• _Work instructions_: Below are entries. Copy exactly the lines running from the line that holds "let diff = TABLES.log[a" to the line that holds "pub struct CheckKeyArgs", with both ends included.

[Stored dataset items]

══════════

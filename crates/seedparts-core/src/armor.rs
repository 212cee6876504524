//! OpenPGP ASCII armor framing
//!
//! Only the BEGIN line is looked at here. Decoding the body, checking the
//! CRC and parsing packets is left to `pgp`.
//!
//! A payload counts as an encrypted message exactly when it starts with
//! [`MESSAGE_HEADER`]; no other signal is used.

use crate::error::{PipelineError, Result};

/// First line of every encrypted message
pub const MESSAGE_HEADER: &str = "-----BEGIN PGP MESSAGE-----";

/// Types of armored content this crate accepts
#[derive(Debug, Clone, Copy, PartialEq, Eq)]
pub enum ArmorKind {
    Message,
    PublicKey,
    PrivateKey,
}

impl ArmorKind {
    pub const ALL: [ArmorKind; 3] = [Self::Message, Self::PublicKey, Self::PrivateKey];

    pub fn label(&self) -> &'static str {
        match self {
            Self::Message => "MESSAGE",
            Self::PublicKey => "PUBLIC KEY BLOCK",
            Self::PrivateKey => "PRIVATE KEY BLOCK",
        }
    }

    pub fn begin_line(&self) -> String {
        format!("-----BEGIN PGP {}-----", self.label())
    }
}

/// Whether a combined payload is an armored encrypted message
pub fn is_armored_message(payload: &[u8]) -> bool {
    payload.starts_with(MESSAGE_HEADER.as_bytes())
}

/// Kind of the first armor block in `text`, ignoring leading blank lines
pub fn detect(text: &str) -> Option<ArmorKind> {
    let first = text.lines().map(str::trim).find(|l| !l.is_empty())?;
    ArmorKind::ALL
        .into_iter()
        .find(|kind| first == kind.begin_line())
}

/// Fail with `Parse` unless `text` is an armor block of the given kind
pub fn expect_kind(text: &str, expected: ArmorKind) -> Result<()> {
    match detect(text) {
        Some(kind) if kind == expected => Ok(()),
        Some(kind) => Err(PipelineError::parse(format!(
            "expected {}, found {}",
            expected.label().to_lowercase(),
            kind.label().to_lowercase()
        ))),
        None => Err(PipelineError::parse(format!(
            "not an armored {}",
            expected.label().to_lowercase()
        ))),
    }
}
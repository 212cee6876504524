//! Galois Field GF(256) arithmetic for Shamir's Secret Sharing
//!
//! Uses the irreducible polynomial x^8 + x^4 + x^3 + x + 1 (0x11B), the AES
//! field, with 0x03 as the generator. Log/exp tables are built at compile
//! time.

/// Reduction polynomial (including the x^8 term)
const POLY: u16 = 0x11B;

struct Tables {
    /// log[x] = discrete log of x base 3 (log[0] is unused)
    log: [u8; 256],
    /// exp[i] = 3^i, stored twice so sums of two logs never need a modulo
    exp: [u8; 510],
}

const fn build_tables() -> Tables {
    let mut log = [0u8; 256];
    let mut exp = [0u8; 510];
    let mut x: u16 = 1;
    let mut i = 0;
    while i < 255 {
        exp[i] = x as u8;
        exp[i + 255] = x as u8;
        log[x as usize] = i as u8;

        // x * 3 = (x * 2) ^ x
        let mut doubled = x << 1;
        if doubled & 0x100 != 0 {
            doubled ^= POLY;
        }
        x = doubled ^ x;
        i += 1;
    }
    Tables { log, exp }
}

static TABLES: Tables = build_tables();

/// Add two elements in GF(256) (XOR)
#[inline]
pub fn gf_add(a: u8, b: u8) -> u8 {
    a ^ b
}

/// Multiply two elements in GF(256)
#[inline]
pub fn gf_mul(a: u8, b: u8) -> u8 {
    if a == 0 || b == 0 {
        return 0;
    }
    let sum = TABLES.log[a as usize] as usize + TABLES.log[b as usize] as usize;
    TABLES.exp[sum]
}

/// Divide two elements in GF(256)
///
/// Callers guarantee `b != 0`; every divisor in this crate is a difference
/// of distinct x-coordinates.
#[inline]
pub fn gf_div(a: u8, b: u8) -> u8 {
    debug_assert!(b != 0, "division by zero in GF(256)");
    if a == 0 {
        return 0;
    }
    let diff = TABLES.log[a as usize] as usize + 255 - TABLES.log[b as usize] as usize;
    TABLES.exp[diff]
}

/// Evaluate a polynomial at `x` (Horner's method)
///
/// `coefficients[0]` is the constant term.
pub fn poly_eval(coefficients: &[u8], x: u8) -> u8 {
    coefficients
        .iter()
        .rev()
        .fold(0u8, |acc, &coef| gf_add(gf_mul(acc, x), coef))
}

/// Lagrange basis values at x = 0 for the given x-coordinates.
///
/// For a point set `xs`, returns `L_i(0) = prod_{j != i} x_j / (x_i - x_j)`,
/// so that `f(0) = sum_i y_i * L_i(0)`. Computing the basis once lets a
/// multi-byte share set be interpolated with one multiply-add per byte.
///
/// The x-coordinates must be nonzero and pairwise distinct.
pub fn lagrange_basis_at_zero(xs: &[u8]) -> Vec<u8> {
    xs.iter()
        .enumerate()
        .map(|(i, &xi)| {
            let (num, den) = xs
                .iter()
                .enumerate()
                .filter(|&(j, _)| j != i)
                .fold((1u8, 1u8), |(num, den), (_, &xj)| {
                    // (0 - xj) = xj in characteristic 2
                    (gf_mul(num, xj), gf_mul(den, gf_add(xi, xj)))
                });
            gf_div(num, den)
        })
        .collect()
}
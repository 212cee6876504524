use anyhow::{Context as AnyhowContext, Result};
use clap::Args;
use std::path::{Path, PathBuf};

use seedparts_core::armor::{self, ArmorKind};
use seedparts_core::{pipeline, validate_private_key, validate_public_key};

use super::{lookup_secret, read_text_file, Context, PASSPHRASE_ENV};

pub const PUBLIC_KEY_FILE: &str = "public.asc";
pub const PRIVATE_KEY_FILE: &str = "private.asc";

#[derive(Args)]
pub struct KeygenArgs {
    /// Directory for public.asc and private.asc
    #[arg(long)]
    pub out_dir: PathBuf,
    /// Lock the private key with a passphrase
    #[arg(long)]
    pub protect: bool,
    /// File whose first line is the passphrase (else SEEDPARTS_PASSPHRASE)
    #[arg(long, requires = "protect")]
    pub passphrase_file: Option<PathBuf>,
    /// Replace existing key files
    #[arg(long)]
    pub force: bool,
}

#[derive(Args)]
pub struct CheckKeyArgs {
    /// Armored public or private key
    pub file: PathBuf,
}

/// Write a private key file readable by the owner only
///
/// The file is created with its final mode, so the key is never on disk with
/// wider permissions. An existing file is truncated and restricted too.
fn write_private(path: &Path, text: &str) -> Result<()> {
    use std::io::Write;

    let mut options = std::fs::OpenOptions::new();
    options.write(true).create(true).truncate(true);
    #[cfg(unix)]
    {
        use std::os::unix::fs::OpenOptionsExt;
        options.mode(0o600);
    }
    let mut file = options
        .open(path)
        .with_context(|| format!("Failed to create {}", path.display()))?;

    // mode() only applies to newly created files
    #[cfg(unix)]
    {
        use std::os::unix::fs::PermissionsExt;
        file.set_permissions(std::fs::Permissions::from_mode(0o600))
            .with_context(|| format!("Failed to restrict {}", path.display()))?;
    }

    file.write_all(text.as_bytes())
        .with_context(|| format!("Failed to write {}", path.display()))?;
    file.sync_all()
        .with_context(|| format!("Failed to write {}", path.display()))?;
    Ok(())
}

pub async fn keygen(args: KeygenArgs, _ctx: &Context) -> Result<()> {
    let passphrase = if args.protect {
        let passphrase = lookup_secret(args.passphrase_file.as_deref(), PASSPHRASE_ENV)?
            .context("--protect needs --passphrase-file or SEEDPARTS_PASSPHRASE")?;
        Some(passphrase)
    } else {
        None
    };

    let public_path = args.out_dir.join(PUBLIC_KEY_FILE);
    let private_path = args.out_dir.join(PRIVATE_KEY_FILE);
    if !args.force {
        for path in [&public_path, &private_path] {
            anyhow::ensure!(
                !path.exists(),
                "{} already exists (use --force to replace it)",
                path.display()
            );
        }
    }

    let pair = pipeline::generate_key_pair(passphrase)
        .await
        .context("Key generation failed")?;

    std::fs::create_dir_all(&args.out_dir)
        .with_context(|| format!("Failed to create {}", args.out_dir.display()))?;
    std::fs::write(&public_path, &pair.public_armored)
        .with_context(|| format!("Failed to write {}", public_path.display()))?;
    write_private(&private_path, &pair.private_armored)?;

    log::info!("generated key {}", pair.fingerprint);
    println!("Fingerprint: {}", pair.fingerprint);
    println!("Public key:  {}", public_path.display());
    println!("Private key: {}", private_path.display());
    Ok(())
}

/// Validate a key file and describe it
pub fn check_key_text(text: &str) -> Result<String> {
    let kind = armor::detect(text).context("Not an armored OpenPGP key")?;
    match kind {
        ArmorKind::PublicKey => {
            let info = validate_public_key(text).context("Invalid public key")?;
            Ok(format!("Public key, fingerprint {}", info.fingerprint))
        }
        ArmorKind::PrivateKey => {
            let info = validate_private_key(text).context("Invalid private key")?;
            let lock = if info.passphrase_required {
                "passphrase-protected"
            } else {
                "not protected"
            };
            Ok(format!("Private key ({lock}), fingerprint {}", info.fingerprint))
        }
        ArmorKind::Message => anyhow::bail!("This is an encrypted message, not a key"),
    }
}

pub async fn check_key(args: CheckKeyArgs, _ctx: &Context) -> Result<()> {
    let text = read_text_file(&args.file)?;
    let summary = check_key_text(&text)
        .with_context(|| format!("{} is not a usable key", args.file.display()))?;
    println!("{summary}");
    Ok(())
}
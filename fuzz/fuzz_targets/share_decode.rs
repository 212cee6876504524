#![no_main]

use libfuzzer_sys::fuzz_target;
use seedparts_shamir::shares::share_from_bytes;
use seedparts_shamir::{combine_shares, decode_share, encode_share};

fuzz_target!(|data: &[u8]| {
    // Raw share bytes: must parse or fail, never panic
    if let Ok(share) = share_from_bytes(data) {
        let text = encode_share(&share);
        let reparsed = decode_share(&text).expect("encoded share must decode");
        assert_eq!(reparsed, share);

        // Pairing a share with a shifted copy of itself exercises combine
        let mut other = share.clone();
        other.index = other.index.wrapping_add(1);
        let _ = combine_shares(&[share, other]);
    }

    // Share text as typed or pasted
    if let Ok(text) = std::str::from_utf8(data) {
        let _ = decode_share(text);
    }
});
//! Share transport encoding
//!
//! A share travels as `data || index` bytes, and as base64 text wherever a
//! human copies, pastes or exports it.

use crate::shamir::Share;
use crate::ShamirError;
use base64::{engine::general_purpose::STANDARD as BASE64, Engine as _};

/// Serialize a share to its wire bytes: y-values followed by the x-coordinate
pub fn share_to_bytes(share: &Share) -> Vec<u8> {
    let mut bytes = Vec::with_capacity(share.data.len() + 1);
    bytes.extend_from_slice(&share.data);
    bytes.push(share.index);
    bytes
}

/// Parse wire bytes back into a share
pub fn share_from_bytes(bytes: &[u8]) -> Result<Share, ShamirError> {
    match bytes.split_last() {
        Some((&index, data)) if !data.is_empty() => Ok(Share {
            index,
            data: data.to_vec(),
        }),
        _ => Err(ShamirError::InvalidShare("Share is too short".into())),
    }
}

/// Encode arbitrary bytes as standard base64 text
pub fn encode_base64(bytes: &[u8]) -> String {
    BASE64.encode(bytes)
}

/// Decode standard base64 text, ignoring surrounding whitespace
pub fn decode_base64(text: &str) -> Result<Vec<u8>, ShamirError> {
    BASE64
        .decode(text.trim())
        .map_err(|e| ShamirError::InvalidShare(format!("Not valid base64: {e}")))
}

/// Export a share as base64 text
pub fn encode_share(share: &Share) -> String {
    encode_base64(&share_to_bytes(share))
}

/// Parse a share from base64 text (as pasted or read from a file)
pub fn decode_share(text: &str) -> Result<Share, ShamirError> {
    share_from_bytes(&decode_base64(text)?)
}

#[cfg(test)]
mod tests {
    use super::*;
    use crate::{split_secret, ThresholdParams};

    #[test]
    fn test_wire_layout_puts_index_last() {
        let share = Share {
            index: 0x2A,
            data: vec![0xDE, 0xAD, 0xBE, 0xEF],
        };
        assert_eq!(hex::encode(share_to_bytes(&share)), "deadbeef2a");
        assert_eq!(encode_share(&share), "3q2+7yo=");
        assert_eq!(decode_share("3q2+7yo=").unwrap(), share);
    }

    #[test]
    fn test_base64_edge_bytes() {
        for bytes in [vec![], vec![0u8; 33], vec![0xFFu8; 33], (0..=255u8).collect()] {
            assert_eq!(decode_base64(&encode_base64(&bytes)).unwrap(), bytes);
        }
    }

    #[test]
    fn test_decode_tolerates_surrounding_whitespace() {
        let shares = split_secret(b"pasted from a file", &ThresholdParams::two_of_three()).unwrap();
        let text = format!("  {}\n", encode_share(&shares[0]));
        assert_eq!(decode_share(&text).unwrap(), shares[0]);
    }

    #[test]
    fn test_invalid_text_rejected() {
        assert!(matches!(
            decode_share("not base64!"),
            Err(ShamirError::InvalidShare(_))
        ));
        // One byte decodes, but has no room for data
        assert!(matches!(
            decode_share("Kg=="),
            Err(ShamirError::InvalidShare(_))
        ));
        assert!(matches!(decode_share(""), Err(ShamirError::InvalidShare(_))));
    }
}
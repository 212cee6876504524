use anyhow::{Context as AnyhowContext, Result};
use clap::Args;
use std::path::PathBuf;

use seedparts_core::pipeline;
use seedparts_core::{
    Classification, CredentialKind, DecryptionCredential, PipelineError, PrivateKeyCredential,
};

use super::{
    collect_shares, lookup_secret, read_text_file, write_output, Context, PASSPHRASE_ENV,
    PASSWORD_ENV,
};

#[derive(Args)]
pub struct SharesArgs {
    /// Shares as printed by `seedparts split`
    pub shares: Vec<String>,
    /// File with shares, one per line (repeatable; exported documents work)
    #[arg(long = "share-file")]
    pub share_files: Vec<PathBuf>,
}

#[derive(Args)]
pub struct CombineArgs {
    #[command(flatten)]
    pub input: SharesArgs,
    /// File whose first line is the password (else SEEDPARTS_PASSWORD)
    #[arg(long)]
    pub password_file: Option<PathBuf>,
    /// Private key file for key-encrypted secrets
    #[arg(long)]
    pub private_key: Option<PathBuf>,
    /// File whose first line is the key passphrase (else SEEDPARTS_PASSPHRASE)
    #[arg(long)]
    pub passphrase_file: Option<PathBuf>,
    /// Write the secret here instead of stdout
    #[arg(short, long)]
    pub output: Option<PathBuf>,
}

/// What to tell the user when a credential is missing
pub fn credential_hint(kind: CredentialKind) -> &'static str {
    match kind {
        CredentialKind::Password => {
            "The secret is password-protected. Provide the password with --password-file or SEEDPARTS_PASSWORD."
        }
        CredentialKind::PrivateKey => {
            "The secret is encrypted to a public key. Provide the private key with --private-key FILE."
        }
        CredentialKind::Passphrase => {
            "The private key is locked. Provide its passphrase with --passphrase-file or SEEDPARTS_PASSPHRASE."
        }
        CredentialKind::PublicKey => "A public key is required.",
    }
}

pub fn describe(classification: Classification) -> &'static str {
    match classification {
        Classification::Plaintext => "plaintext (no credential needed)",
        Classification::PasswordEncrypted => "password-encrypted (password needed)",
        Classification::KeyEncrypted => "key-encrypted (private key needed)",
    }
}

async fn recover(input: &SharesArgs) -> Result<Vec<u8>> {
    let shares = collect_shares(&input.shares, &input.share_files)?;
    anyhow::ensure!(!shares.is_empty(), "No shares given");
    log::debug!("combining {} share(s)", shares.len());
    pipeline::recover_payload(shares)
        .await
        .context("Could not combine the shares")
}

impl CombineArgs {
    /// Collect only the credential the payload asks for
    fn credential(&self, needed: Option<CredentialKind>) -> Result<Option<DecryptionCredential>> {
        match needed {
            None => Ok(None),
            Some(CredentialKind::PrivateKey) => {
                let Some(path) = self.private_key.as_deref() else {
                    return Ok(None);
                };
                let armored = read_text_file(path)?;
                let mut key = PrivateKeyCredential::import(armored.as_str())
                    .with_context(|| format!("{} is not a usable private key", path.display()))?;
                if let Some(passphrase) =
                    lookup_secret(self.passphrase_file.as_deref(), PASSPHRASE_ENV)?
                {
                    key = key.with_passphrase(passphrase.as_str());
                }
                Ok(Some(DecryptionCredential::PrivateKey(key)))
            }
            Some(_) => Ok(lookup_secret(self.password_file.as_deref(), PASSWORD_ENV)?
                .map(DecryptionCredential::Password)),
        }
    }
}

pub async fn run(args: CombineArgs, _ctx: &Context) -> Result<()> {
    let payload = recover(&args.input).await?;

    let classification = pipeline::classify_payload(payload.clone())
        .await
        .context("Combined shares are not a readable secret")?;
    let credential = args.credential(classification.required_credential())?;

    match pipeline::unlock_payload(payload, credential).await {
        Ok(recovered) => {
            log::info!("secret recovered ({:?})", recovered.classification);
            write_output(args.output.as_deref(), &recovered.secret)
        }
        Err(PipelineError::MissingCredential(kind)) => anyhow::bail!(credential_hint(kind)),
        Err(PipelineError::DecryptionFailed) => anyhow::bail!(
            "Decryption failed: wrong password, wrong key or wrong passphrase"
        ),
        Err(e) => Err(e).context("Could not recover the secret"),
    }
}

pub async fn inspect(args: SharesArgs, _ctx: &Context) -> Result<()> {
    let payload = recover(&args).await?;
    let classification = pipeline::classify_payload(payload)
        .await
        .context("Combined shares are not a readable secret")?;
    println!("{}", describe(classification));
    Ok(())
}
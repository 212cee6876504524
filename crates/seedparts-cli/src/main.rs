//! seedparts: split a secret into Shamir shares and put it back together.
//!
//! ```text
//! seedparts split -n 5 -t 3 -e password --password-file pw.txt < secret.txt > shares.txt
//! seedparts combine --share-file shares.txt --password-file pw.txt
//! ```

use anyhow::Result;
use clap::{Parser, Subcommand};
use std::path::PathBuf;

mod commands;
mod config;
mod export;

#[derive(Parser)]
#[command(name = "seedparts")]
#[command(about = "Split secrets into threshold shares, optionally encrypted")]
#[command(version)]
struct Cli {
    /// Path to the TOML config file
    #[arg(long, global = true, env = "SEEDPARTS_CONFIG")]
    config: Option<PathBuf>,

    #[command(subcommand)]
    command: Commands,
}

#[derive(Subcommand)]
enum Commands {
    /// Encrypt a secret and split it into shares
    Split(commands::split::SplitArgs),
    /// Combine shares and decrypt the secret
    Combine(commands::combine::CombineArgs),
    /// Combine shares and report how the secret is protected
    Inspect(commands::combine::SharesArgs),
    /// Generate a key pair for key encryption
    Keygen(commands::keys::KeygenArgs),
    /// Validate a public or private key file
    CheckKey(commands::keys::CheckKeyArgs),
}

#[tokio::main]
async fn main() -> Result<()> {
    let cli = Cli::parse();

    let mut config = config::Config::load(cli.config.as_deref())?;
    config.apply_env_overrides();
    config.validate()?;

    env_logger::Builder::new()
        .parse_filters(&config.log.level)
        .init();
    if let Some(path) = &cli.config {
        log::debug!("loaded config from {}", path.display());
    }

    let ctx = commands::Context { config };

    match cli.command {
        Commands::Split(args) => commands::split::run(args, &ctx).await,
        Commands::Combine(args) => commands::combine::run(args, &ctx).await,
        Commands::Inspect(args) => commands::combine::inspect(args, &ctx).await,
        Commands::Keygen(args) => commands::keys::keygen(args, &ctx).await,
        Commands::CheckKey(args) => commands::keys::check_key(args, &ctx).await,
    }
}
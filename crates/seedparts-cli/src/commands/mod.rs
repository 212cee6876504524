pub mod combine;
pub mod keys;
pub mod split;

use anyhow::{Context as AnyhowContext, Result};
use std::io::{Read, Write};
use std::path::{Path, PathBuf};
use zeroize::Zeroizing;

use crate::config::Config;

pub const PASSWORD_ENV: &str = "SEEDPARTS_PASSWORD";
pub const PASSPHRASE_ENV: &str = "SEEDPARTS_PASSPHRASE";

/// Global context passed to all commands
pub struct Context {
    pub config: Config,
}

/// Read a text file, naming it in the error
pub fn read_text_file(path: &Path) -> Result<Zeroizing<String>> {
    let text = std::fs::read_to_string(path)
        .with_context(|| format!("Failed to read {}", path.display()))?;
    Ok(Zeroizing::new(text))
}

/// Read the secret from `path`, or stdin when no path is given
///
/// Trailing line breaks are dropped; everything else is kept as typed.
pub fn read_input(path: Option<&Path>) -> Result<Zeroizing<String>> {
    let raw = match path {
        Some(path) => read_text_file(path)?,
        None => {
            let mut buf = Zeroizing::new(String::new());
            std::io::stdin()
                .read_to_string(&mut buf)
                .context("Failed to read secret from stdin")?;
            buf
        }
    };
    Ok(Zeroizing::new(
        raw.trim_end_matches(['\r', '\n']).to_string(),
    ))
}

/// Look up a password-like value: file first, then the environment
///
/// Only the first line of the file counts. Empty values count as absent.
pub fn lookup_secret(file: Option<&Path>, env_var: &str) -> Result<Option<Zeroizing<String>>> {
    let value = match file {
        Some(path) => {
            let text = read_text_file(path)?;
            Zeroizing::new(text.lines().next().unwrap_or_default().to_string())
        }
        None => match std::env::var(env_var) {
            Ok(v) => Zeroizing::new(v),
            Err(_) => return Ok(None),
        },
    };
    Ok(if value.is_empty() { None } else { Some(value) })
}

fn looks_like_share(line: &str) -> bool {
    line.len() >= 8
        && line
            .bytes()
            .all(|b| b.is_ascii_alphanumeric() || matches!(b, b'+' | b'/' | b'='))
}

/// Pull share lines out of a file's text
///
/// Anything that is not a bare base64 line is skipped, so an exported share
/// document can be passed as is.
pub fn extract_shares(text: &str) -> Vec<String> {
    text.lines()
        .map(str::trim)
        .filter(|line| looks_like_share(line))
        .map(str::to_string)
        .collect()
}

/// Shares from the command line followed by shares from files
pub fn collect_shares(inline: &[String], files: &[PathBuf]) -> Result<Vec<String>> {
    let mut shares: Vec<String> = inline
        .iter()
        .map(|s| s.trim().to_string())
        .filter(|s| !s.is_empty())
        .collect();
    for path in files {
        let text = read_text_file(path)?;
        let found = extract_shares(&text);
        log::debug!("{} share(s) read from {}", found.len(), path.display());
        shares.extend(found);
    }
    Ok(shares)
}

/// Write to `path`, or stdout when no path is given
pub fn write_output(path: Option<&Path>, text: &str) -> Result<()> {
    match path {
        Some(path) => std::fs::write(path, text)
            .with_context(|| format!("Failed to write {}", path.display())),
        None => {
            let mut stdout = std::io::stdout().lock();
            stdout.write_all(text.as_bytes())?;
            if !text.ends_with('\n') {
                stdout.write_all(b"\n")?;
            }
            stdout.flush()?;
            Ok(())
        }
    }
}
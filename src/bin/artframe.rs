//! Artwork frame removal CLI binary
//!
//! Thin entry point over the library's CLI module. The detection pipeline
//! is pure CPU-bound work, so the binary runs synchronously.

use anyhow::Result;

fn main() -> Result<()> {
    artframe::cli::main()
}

══════════

• _Your response_:
    let diff = TABLES.log[a as usize] as usize + 255 - TABLES.log[b as usize] as usize;
    TABLES.exp[diff]
}

/// Evaluate a polynomial at `x` (Horner's method)
///
/// `coefficients[0]` is the constant term.
pub fn poly_eval(coefficients: &[u8], x: u8) -> u8 {
    coefficients
        .iter()
        .rev()
        .fold(0u8, |acc, &coef| gf_add(gf_mul(acc, x), coef))
}

/// Lagrange basis values at x = 0 for the given x-coordinates.
///
/// For a point set `xs`, returns `L_i(0) = prod_{j != i} x_j / (x_i - x_j)`,
/// so that `f(0) = sum_i y_i * L_i(0)`. Computing the basis once lets a
/// multi-byte share set be interpolated with one multiply-add per byte.
///
/// The x-coordinates must be nonzero and pairwise distinct.
pub fn lagrange_basis_at_zero(xs: &[u8]) -> Vec<u8> {
    xs.iter()
        .enumerate()
        .map(|(i, &xi)| {
            let (num, den) = xs
                .iter()
                .enumerate()
                .filter(|&(j, _)| j != i)
                .fold((1u8, 1u8), |(num, den), (_, &xj)| {
                    // (0 - xj) = xj in characteristic 2
                    (gf_mul(num, xj), gf_mul(den, gf_add(xi, xj)))
                });
            gf_div(num, den)
        })
        .collect()
}
repository 212cee6876504524
use anyhow::{Context as AnyhowContext, Result};
use clap::Args;
use std::path::{Path, PathBuf};

use seedparts_core::armor::{self, ArmorKind};
use seedparts_core::{pipeline, validate_private_key, validate_public_key};

use super::{lookup_secret, read_text_file, Context, PASSPHRASE_ENV};

pub const PUBLIC_KEY_FILE: &str = "public.asc";
pub const PRIVATE_KEY_FILE: &str = "private.asc";

#[derive(Args)]
pub struct KeygenArgs {
    /// Directory for public.asc and private.asc
    #[arg(long)]
    pub out_dir: PathBuf,
    /// Lock the private key with a passphrase
    #[arg(long)]
    pub protect: bool,
    /// File whose first line is the passphrase (else SEEDPARTS_PASSPHRASE)
    #[arg(long, requires = "protect")]
    pub passphrase_file: Option<PathBuf>,
    /// Replace existing key files
    #[arg(long)]
    pub force: bool,
}

#[derive(Args)]
pub struct CheckKeyArgs {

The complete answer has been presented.